Capital One Financial's rewards and marketing may cause some short-term performance issues, but its aggressive posture is necessary in the current environment, Chairman and CEO Richard Fairbank said Tuesday.

"It's a very competitive space and it's intensified over the past year as issuers introduce new offers, and bonuses are increasing," Fairbank said during the company's first-quarter earnings call.

Capital One reported net income of $1 billion, or $1.84 per diluted common share, for the three months, compared with $1.2 billion, or $2 per diluted common share, in the first quarter of 2015. Revenue was flat at $6.2 billion; analysts had estimated revenue would be $6.16 billion.

Fairbank addressed investor questions about pressure on net interchange, and the possibility of interchange growth lagging card revenue growth.

Capital One has long had a substantial marketing and rewards tie in strategy, including pacts with companies like Uber and ads starring Samuel L. Jackson and other celebrities. More recently the McLean, Va., company has expanded cashback and other rewards incentives. Capital One attributed part of its growth in card payment volume to its rewards programs.

"We're building a long-term franchise by upgrading rewards and extending rewards to consumers that don't already have them," Fairbank said, adding large merchants have negotiated custom interchange deals. "There may be some near-term cannibalism, but we're building a stronger franchise."

Capital One has been gradually boosting its reserves in anticipation of higher loan losses, in part because of higher loan volumes.

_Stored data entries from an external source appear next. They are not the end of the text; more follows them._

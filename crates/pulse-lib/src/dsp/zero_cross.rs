/// Zero crossings found with a hysteresis band.
#[derive(Debug, Clone, Default, PartialEq)]
pub struct ZeroCrossings {
    /// Sample index at which each crossing was confirmed.
    pub positions: Vec<usize>,
}

impl ZeroCrossings {
    pub fn count(&self) -> usize {
        self.positions.len()
    }

    /// Oscillation frequency in Hz over a window of `window_len` samples:
    /// `crossings / window_seconds / 2`. Fewer than two crossings is `None`.
    pub fn frequency(&self, fs: f64, window_len: usize) -> Option<f64> {
        if self.positions.len() < 2 || window_len == 0 || !(fs > 0.0) {
            return None;
        }
        let window_s = window_len as f64 / fs;
        Some(self.count() as f64 / window_s / 2.0)
    }
}

#[derive(Clone, Copy, PartialEq)]
enum Side {
    Unknown,
    Above,
    Below,
}

/// Count sign changes, ignoring excursions inside `±threshold`.
///
/// A crossing is only counted when the signal moves from definitively above
/// `+threshold` to definitively below `-threshold`, or the reverse.
pub fn count_zero_crossings(signal: &[f64], threshold: f64) -> ZeroCrossings {
    let threshold = threshold.abs();
    let mut side = Side::Unknown;
    let mut positions = Vec::new();
    for (i, &x) in signal.iter().enumerate() {
        if x > threshold {
            if side == Side::Below {
                positions.push(i);
            }
            side = Side::Above;
        } else if x < -threshold {
            if side == Side::Above {
                positions.push(i);
            }
            side = Side::Below;
        }
    }
    ZeroCrossings { positions }
}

Fairbank generally painted a positive picture of Capital One's financial performance, noting domestic card growth in both loan balances and purchase balances. Domestic card average loans increased 2% to $85.1 billion from $83.8 billion. Capital One additionally reported 20% growth in card purchases

Capital One will also increase reserves to cover loss risk in energy loans, and would increase its investment in branch automation to accommodate expanded digital financial services, Fairbank said.